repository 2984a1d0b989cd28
//! Configuration management module

pub mod env;
pub mod parser;

// Re-export main functionality
pub use env::EnvManager;
pub use parser::{display_config_summary, load_config, ConfigParser};

// Re-export from models for convenience
pub use crate::models::Config;
use std::process::Command;

fn main() {
    set_build_info();

    println!("cargo:rerun-if-changed=build.rs");
    println!("cargo:rerun-if-changed=Cargo.toml");
}

fn set_build_info() {
    let build_time = chrono::Utc::now().format("%Y-%m-%d %H:%M:%S UTC");
    println!("cargo:rustc-env=BUILD_TIME={}", build_time);

    // Git commit hash if available
    if let Ok(output) = Command::new("git")
        .args(["rev-parse", "--short", "HEAD"])
        .output()
    {
        if output.status.success() {
            let commit = String::from_utf8_lossy(&output.stdout).trim().to_string();
            println!("cargo:rustc-env=GIT_COMMIT={}", commit);
        }
    }
}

☆ ☆ ☆ ☆ ☆ ☆ ☆

WHAT THIS TASK INVOLVES: Copy every line from the entries that contains the word "export".

ANSWER TO THIS PROBLEM:
// Re-export main functionality
// Re-export from models for convenience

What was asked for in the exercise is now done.